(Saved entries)
******
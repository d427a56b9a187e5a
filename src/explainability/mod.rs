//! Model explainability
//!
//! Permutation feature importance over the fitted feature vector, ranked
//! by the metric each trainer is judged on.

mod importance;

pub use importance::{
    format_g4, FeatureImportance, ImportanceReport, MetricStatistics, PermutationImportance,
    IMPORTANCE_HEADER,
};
******
** Directions for this task **
Give back each record above exactly as written.

** Answer for this exercise **
repository d427a56b9a187e5a
filename src/explainability/mod.rs
//! Model explainability
//!
//! Permutation feature importance over the fitted feature vector, ranked
//! by the metric each trainer is judged on.

mod importance;

pub use importance::{
    format_g4, FeatureImportance, ImportanceReport, MetricStatistics, PermutationImportance,
    IMPORTANCE_HEADER,
};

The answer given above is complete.